ABOUT THIS EXERCISE. Scan the data below for the string "Relaxed". Copy every line where it appears.

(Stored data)
* * * * * * * * *

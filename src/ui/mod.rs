//! HTML projection of the view-model.
//!
//! Rendering is a pure function of [`ChatView`](crate::view::ChatView) and
//! [`SessionList`](crate::session::SessionList): no state lives in the markup.
//! Class names match the server's chat template so the output can be swapped
//! into the page as-is.
//!
//! # Structure
//!
//! - [`escape`]: text-to-HTML escaping
//! - [`chat`]: message pane, input area and auto-assign status
//! - [`sidebar`]: session list

pub mod chat;
pub mod escape;
pub mod sidebar;

pub use chat::{render_chat, render_input, render_message, render_pending, render_toggle_status};
pub use escape::{escape_html, unescape_html};
pub use sidebar::render_session_list;
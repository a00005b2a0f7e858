//! Incremental UTF-8 decoding for chunked response bodies.
//!
//! Network chunks do not respect character boundaries: a four-byte emoji can
//! arrive as one byte in one chunk and three in the next. [`Utf8Decoder`]
//! keeps the incomplete tail of each chunk and prepends it to the next one,
//! so every fragment it returns is whole text.
//!
//! Malformed sequences decode to U+FFFD, and a leading byte-order mark is
//! dropped, the same as a browser's non-fatal `TextDecoder`.

/// Replacement character emitted for malformed or truncated input.
pub const REPLACEMENT: char = '\u{FFFD}';

const BOM: char = '\u{FEFF}';

/// Stateful UTF-8 decoder carrying partial sequences between chunks.
#[derive(Debug, Default)]
pub struct Utf8Decoder {
    pending: Vec<u8>,
    bom_checked: bool,
}

impl Utf8Decoder {
    /// Create a decoder at the start of a stream.
    #[must_use]
    pub fn new() -> Self {
        Self::default()
    }

    /// Decode the next chunk, returning every complete character it finishes.
    ///
    /// Trailing bytes of an unfinished sequence are held back until the next
    /// call or until [`finish`](Self::finish).
    pub fn decode(&mut self, chunk: &[u8]) -> String {
        self.pending.extend_from_slice(chunk);

        let mut out = String::with_capacity(self.pending.len());
        let mut pos = 0;
        while pos < self.pending.len() {
            let rest = &self.pending[pos..];
            match std::str::from_utf8(rest) {
                Ok(text) => {
                    out.push_str(text);
                    pos = self.pending.len();
                }
                Err(err) => {
                    let valid = err.valid_up_to();
                    out.push_str(&String::from_utf8_lossy(&rest[..valid]));
                    match err.error_len() {
                        Some(bad) => {
                            out.push(REPLACEMENT);
                            pos += valid + bad;
                        }
                        None => {
                            // Incomplete sequence at the end: wait for more bytes.
                            pos += valid;
                            break;
                        }
                    }
                }
            }
        }
        self.pending.drain(..pos);

        self.strip_bom(out)
    }

    /// Flush the decoder at end of stream.
    ///
    /// A sequence left unfinished by the last chunk becomes a single U+FFFD.
    pub fn finish(&mut self) -> String {
        if self.pending.is_empty() {
            return String::new();
        }
        self.pending.clear();
        self.strip_bom(REPLACEMENT.to_string())
    }

    /// Number of bytes held back waiting for the rest of a character.
    #[must_use]
    pub fn pending_len(&self) -> usize {
        self.pending.len()
    }

    fn strip_bom(&mut self, out: String) -> String {
        if self.bom_checked || out.is_empty() {
            return out;
        }
        self.bom_checked = true;
        match out.strip_prefix(BOM) {
            Some(rest) => rest.to_string(),
            None => out,
        }
    }
}
//! Session sidebar markup.

use crate::session::{SessionEntry, SessionList};
use crate::ui::escape::escape_html;

fn render_entry(entry: &SessionEntry) -> String {
    let active = if entry.active { " active" } else { "" };
    format!(
        concat!(
            r#"<div class="list-group-item list-group-item-action{active}" data-session-id="{id}" style="cursor: pointer;">"#,
            r#"<div class="d-flex w-100 justify-content-between"><h6 class="mb-1">{title}</h6><small>{date}</small></div>"#,
            r#"<p class="mb-1">{count} messages</p></div>"#
        ),
        active = active,
        id = escape_html(&entry.session_id),
        title = escape_html(&entry.title),
        date = escape_html(&entry.last_activity),
        count = entry.message_count,
    )
}

/// Render the session list.
#[must_use]
pub fn render_session_list(list: &SessionList) -> String {
    let mut html = String::from(r#"<div id="chatSessions" class="list-group">"#);
    for entry in list.entries() {
        html.push_str(&render_entry(entry));
    }
    html.push_str("</div>");
    html
}
//! Persisted user preferences.
//!
//! The auto-assign toggle survives restarts; it is stored as a small JSON
//! file next to the user's other client state.

use std::io::ErrorKind;
use std::path::Path;

use serde::{Deserialize, Serialize};
use tracing::debug;

use crate::error::Result;

/// Preferences stored between runs.
#[derive(Debug, Clone, Copy, Default, PartialEq, Eq, Serialize, Deserialize)]
#[serde(default)]
pub struct Preferences {
    /// Assign created tickets to the current user.
    pub auto_assign: bool,
}

impl Preferences {
    /// Load preferences, or `None` if nothing was saved yet.
    pub async fn load(path: impl AsRef<Path>) -> Result<Option<Self>> {
        let path = path.as_ref();
        match tokio::fs::read_to_string(path).await {
            Ok(content) => Ok(Some(serde_json::from_str(&content)?)),
            Err(e) if e.kind() == ErrorKind::NotFound => {
                debug!(name: "preferences.missing", path = %path.display(), "No saved preferences");
                Ok(None)
            }
            Err(e) => Err(e.into()),
        }
    }

    /// Save preferences, creating parent directories as needed.
    pub async fn save(&self, path: impl AsRef<Path>) -> Result<()> {
        let path = path.as_ref();
        if let Some(parent) = path.parent().filter(|p| !p.as_os_str().is_empty()) {
            tokio::fs::create_dir_all(parent).await?;
        }
        let json = serde_json::to_string_pretty(self)?;
        tokio::fs::write(path, json).await?;
        debug!(name: "preferences.saved", path = %path.display(), auto_assign = self.auto_assign, "Preferences saved");
        Ok(())
    }
}
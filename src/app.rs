//! The chat page controller.
//!
//! [`StreamingChatClient`] owns the view-model and drives it from user
//! actions: sending a message and streaming the reply, loading the session
//! sidebar, creating, renaming and deleting sessions.
//!
//! # Example
//!
//! ```rust,no_run
//! use jira_chat_client::app::{ChatSettings, StreamingChatClient};
//! use jira_chat_client::client::ChatClient;
//! use jira_chat_client::state::InitialState;
//!
//! # async fn example() -> Result<(), Box<dyn std::error::Error>> {
//! let client = ChatClient::new("http://localhost:8000")?;
//! let chat = StreamingChatClient::new(client, InitialState::default(), ChatSettings::default());
//!
//! chat.submit_with("Create a bug for the login page", |event| {
//!     println!("{event:?}");
//! })
//! .await?;
//! # Ok(())
//! # }
//! ```

use std::sync::atomic::{AtomicBool, Ordering};
use std::sync::{Arc, Mutex, PoisonError, RwLock, RwLockReadGuard, RwLockWriteGuard};
use std::time::Duration;

use futures::StreamExt;
use tokio_util::sync::CancellationToken;
use tracing::{debug, error, info, warn};
use uuid::Uuid;

use crate::client::ChatClient;
use crate::error::{ChatError, Result};
use crate::events::ChatEvent;
use crate::session::{Navigation, SessionList};
use crate::state::InitialState;
use crate::stream::{StreamOptions, stream_response};
use crate::types::MessageForm;
use crate::ui;
use crate::view::{ChatView, SUBMIT_FAILED};

/// Behaviour settings for a chat page.
#[derive(Debug, Clone, Copy, Default, PartialEq, Eq)]
pub struct ChatSettings {
    /// Initial state of the auto-assign toggle.
    pub auto_assign: bool,
    /// Fail a reply that sends nothing for this long.
    pub idle_timeout: Option<Duration>,
}

/// How a submit ended.
#[derive(Debug)]
pub enum SubmitOutcome {
    /// The message was empty after trimming; nothing was sent or rendered.
    Ignored,
    /// The reply streamed to completion.
    Completed {
        /// The full reply.
        reply: String,
    },
    /// The reply was cancelled; partial text stays rendered.
    Cancelled {
        /// Text received before cancellation.
        partial: String,
    },
    /// The submit failed and an error bubble was rendered.
    Failed {
        /// What went wrong.
        error: ChatError,
    },
}

/// Controller for one chat page.
///
/// Cheap to clone; clones share the same view. Only one message may be in
/// flight at a time: a second [`submit`](Self::submit) while one is running
/// fails with [`ChatError::Busy`].
#[derive(Debug, Clone)]
pub struct StreamingChatClient {
    inner: Arc<Inner>,
}

#[derive(Debug)]
struct Inner {
    client: ChatClient,
    page_path: String,
    current_session_id: Option<String>,
    view: RwLock<ChatView>,
    sessions: RwLock<SessionList>,
    auto_assign: AtomicBool,
    idle_timeout: Option<Duration>,
    in_flight: AtomicBool,
    cancel: Mutex<Option<CancellationToken>>,
}

/// Releases the submit lock when dropped, however the submit ends.
struct SubmitGuard<'a> {
    inner: &'a Inner,
}

impl Drop for SubmitGuard<'_> {
    fn drop(&mut self) {
        {
            let mut view = self.inner.write_view();
            view.abandon_stream();
            view.unlock_input();
        }
        *self
            .inner
            .cancel
            .lock()
            .unwrap_or_else(PoisonError::into_inner) = None;
        self.inner.in_flight.store(false, Ordering::Release);
    }
}

impl Inner {
    fn read_view(&self) -> RwLockReadGuard<'_, ChatView> {
        self.view.read().unwrap_or_else(PoisonError::into_inner)
    }

    fn write_view(&self) -> RwLockWriteGuard<'_, ChatView> {
        self.view.write().unwrap_or_else(PoisonError::into_inner)
    }

    fn read_sessions(&self) -> RwLockReadGuard<'_, SessionList> {
        self.sessions.read().unwrap_or_else(PoisonError::into_inner)
    }

    fn write_sessions(&self) -> RwLockWriteGuard<'_, SessionList> {
        self.sessions.write().unwrap_or_else(PoisonError::into_inner)
    }
}

impl StreamingChatClient {
    /// Build the controller for a page and render its stored history.
    #[must_use]
    pub fn new(client: ChatClient, initial: InitialState, settings: ChatSettings) -> Self {
        let page_path = initial.page_path();

        let mut view = ChatView::new();
        view.load_history(&initial.chat_history);
        if let Some(title) = &initial.chat_title {
            view.set_title(title.clone());
        }

        let client = match initial.csrf_token {
            Some(token) if client.csrf_token().is_empty() => client.with_csrf_token(token),
            _ => client,
        };

        Self {
            inner: Arc::new(Inner {
                client,
                page_path,
                current_session_id: initial.current_session_id.clone(),
                view: RwLock::new(view),
                sessions: RwLock::new(SessionList::new(initial.current_session_id)),
                auto_assign: AtomicBool::new(settings.auto_assign),
                idle_timeout: settings.idle_timeout,
                in_flight: AtomicBool::new(false),
                cancel: Mutex::new(None),
            }),
        }
    }

    /// Path messages are posted to.
    pub fn page_path(&self) -> &str {
        &self.inner.page_path
    }

    /// Session the page is showing.
    pub fn current_session_id(&self) -> Option<&str> {
        self.inner.current_session_id.as_deref()
    }

    /// Snapshot of the chat pane.
    pub fn view(&self) -> ChatView {
        self.inner.read_view().clone()
    }

    /// Snapshot of the session sidebar.
    pub fn sessions(&self) -> SessionList {
        self.inner.read_sessions().clone()
    }

    /// Render the chat pane as HTML.
    pub fn render_chat(&self) -> String {
        ui::render_chat(&self.inner.read_view())
    }

    /// Render the session sidebar as HTML.
    pub fn render_sessions(&self) -> String {
        ui::render_session_list(&self.inner.read_sessions())
    }

    pub fn auto_assign(&self) -> bool {
        self.inner.auto_assign.load(Ordering::Relaxed)
    }

    /// Flip the auto-assign toggle; returns the new status text.
    pub fn set_auto_assign(&self, enabled: bool) -> &'static str {
        self.inner.auto_assign.store(enabled, Ordering::Relaxed);
        info!(name: "chat.auto_assign.changed", enabled, "Auto-assign toggled");
        ui::chat::toggle_status_text(enabled)
    }

    /// Whether a message is currently in flight.
    pub fn is_busy(&self) -> bool {
        self.inner.in_flight.load(Ordering::Acquire)
    }

    /// Cancel the reply in flight, if any.
    pub fn cancel(&self) -> bool {
        let guard = self
            .inner
            .cancel
            .lock()
            .unwrap_or_else(PoisonError::into_inner);
        match guard.as_ref() {
            Some(token) => {
                token.cancel();
                true
            }
            None => false,
        }
    }

    // ─────────────────────────────────────────────────────────────────────────
    // Submit
    // ─────────────────────────────────────────────────────────────────────────

    /// Send a message and stream the reply into the view.
    pub async fn submit(&self, message: &str) -> Result<SubmitOutcome> {
        self.submit_with(message, |_| {}).await
    }

    /// Send a message, reporting progress to `on_event`.
    ///
    /// Failures are rendered as an error bubble and returned as
    /// [`SubmitOutcome::Failed`]; only [`ChatError::Busy`] is returned as an
    /// error. The input is re-enabled on every path, including when the
    /// returned future is dropped early.
    pub async fn submit_with<F>(&self, message: &str, mut on_event: F) -> Result<SubmitOutcome>
    where
        F: FnMut(&ChatEvent) + Send,
    {
        let message = message.trim();
        if message.is_empty() {
            debug!(name: "chat.submit.ignored", "Empty message not sent");
            return Ok(SubmitOutcome::Ignored);
        }

        let (guard, cancel) = self.begin_submit()?;
        let request_id = Uuid::new_v4().to_string();
        info!(
            name: "chat.submit.started",
            request_id = %request_id,
            chars = message.chars().count(),
            "Submitting message"
        );
        on_event(&ChatEvent::SubmitStarted {
            request_id: request_id.clone(),
        });

        {
            let mut view = self.inner.write_view();
            view.lock_input();
            view.push_user(message);
        }
        on_event(&ChatEvent::UserMessage {
            text: message.to_string(),
        });

        let outcome = match self.exchange(message, cancel, &mut on_event).await {
            Ok(reply) => {
                info!(name: "chat.submit.completed", request_id = %request_id, chars = reply.chars().count(), "Reply complete");
                on_event(&ChatEvent::ResponseComplete {
                    text: reply.clone(),
                });
                SubmitOutcome::Completed { reply }
            }
            Err(ChatError::Cancelled) => {
                let partial = self.inner.write_view().abandon_stream().unwrap_or_default();
                warn!(name: "chat.submit.cancelled", request_id = %request_id, "Reply cancelled");
                on_event(&ChatEvent::Cancelled {
                    partial: partial.clone(),
                });
                SubmitOutcome::Cancelled { partial }
            }
            Err(error) => {
                error!(name: "chat.submit.failed", request_id = %request_id, error = %error, "Submit failed");
                {
                    let mut view = self.inner.write_view();
                    view.abandon_stream();
                    view.push_error(SUBMIT_FAILED);
                }
                on_event(&ChatEvent::Failed {
                    message: SUBMIT_FAILED.to_string(),
                    detail: error.to_string(),
                });
                SubmitOutcome::Failed { error }
            }
        };

        drop(guard);
        on_event(&ChatEvent::InputUnlocked);
        Ok(outcome)
    }

    fn begin_submit(&self) -> Result<(SubmitGuard<'_>, CancellationToken)> {
        if self
            .inner
            .in_flight
            .compare_exchange(false, true, Ordering::AcqRel, Ordering::Acquire)
            .is_err()
        {
            warn!(name: "chat.submit.busy", "A message is already in flight");
            return Err(ChatError::Busy);
        }

        let cancel = CancellationToken::new();
        *self
            .inner
            .cancel
            .lock()
            .unwrap_or_else(PoisonError::into_inner) = Some(cancel.clone());
        Ok((SubmitGuard { inner: &self.inner }, cancel))
    }

    async fn exchange<F>(
        &self,
        message: &str,
        cancel: CancellationToken,
        on_event: &mut F,
    ) -> Result<String>
    where
        F: FnMut(&ChatEvent) + Send,
    {
        let form = MessageForm {
            user_input: message.to_string(),
            auto_assign: self.auto_assign(),
        };

        let response = tokio::select! {
            biased;
            () = cancel.cancelled() => return Err(ChatError::Cancelled),
            response = self.inner.client.send_message(&self.inner.page_path, &form) => response?,
        };

        {
            let mut view = self.inner.write_view();
            view.begin_stream();
            view.mark_receiving();
        }
        on_event(&ChatEvent::ResponseStarted);

        let mut fragments = stream_response(
            response,
            StreamOptions {
                cancel,
                idle_timeout: self.inner.idle_timeout,
            },
        );
        while let Some(fragment) = fragments.next().await {
            let fragment = fragment?;
            self.inner.write_view().append_fragment(&fragment);
            on_event(&ChatEvent::Fragment { text: fragment });
        }

        Ok(self.inner.write_view().finish_stream().unwrap_or_default())
    }

    // ─────────────────────────────────────────────────────────────────────────
    // Sessions
    // ─────────────────────────────────────────────────────────────────────────

    /// Fetch the session list and render it into the sidebar.
    pub async fn load_sessions(&self) -> Result<()> {
        let sessions = self.inner.client.list_sessions().await?;
        debug!(name: "chat.sessions.loaded", count = sessions.len(), "Session list loaded");
        self.inner.write_sessions().replace(sessions);
        Ok(())
    }

    /// Select a sidebar entry.
    pub fn click_session(&self, session_id: &str) -> Navigation {
        self.inner.read_sessions().click(session_id)
    }

    /// Whether the rename and delete controls are shown.
    pub fn controls_visible(&self) -> bool {
        self.inner.read_sessions().controls_visible()
    }

    /// Create a session and navigate to it.
    pub async fn new_chat(&self) -> Result<Navigation> {
        let session_id = self.inner.client.new_chat().await?;
        info!(name: "chat.session.created", session_id = %session_id, "New chat created");
        Ok(Navigation::Session(session_id))
    }

    /// Rename the current session.
    ///
    /// The title is trimmed and must not be empty. On success the header is
    /// updated and the sidebar reloaded.
    pub async fn rename_chat(&self, title: &str) -> Result<String> {
        let title = title.trim();
        if title.is_empty() {
            return Err(ChatError::EmptyInput);
        }
        let session_id = self
            .inner
            .current_session_id
            .as_deref()
            .ok_or(ChatError::NoSession)?;

        let stored = self.inner.client.rename_chat(session_id, title).await?;
        info!(name: "chat.session.renamed", session_id = %session_id, title = %stored, "Chat renamed");
        self.inner.write_view().set_title(stored.clone());
        self.load_sessions().await?;
        Ok(stored)
    }

    /// Delete the current session and navigate to a fresh chat.
    pub async fn delete_chat(&self) -> Result<Navigation> {
        let session_id = self
            .inner
            .current_session_id
            .as_deref()
            .ok_or(ChatError::NoSession)?;

        self.inner.client.delete_chat(session_id).await?;
        info!(name: "chat.session.deleted", session_id = %session_id, "Chat deleted");
        Ok(Navigation::Home)
    }
}
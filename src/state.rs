//! Initial state injected at startup.
//!
//! The server renders the chat page with the current session and its history
//! already known. [`InitialState`] carries that data into the client
//! explicitly instead of through a global.

use std::path::Path;

use serde::{Deserialize, Serialize};

use crate::error::Result;
use crate::session::chat_path;

/// One stored exchange of the current session.
#[derive(Debug, Clone, PartialEq, Eq, Serialize, Deserialize)]
pub struct HistoryEntry {
    /// What the user sent.
    pub user_message: String,
    /// What the bot answered.
    pub bot_response: String,
}

/// Startup state for a chat page.
///
/// Field names follow the page's embedded `chatData` object, so a dump of
/// that object deserializes directly.
#[derive(Debug, Clone, Default, PartialEq, Eq, Serialize, Deserialize)]
#[serde(rename_all = "camelCase", default)]
pub struct InitialState {
    /// Session the page is showing, if any.
    pub current_session_id: Option<String>,
    /// Title shown in the chat header.
    pub chat_title: Option<String>,
    /// Token for state-changing requests.
    pub csrf_token: Option<String>,
    /// Exchanges already stored for the session, oldest first.
    pub chat_history: Vec<HistoryEntry>,
}

impl InitialState {
    /// State for the given session with no history.
    #[must_use]
    pub fn for_session(session_id: Option<String>) -> Self {
        Self {
            current_session_id: session_id,
            ..Self::default()
        }
    }

    /// Parse state from the page's JSON.
    pub fn from_json(json: &str) -> Result<Self> {
        Ok(serde_json::from_str(json)?)
    }

    /// Read state from a JSON file.
    pub async fn from_file(path: impl AsRef<Path>) -> Result<Self> {
        let content = tokio::fs::read_to_string(path).await?;
        Self::from_json(&content)
    }

    /// Path of the page messages are posted to.
    #[must_use]
    pub fn page_path(&self) -> String {
        match &self.current_session_id {
            Some(id) => chat_path(id),
            None => "/".to_string(),
        }
    }
}

#[cfg(test)]
mod tests {
    use super::*;

    #[test]
    fn test_parses_page_chat_data() {
        let json = r#"{
            "currentSessionId": "s-42",
            "chatHistory": [
                {"user_message": "create a bug", "bot_response": "Created JIRA-1"}
            ]
        }"#;

        let state = InitialState::from_json(json).unwrap();
        assert_eq!(state.current_session_id.as_deref(), Some("s-42"));
        assert_eq!(state.chat_history.len(), 1);
        assert_eq!(state.chat_history[0].bot_response, "Created JIRA-1");
        assert_eq!(state.csrf_token, None);
    }

    #[test]
    fn test_page_path() {
        assert_eq!(InitialState::default().page_path(), "/");
        assert_eq!(
            InitialState::for_session(Some("abc".into())).page_path(),
            "/chat/abc/"
        );
    }

    #[tokio::test]
    async fn test_from_file() {
        let dir = tempfile::tempdir().unwrap();
        let path = dir.path().join("state.json");
        tokio::fs::write(&path, r#"{"currentSessionId": null, "chatHistory": []}"#)
            .await
            .unwrap();

        let state = InitialState::from_file(&path).await.unwrap();
        assert_eq!(state, InitialState::default());
    }
}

* * * * * * * * *

EXERCISE ANSWER.
        self.inner.auto_assign.load(Ordering::Relaxed)
        self.inner.auto_assign.store(enabled, Ordering::Relaxed);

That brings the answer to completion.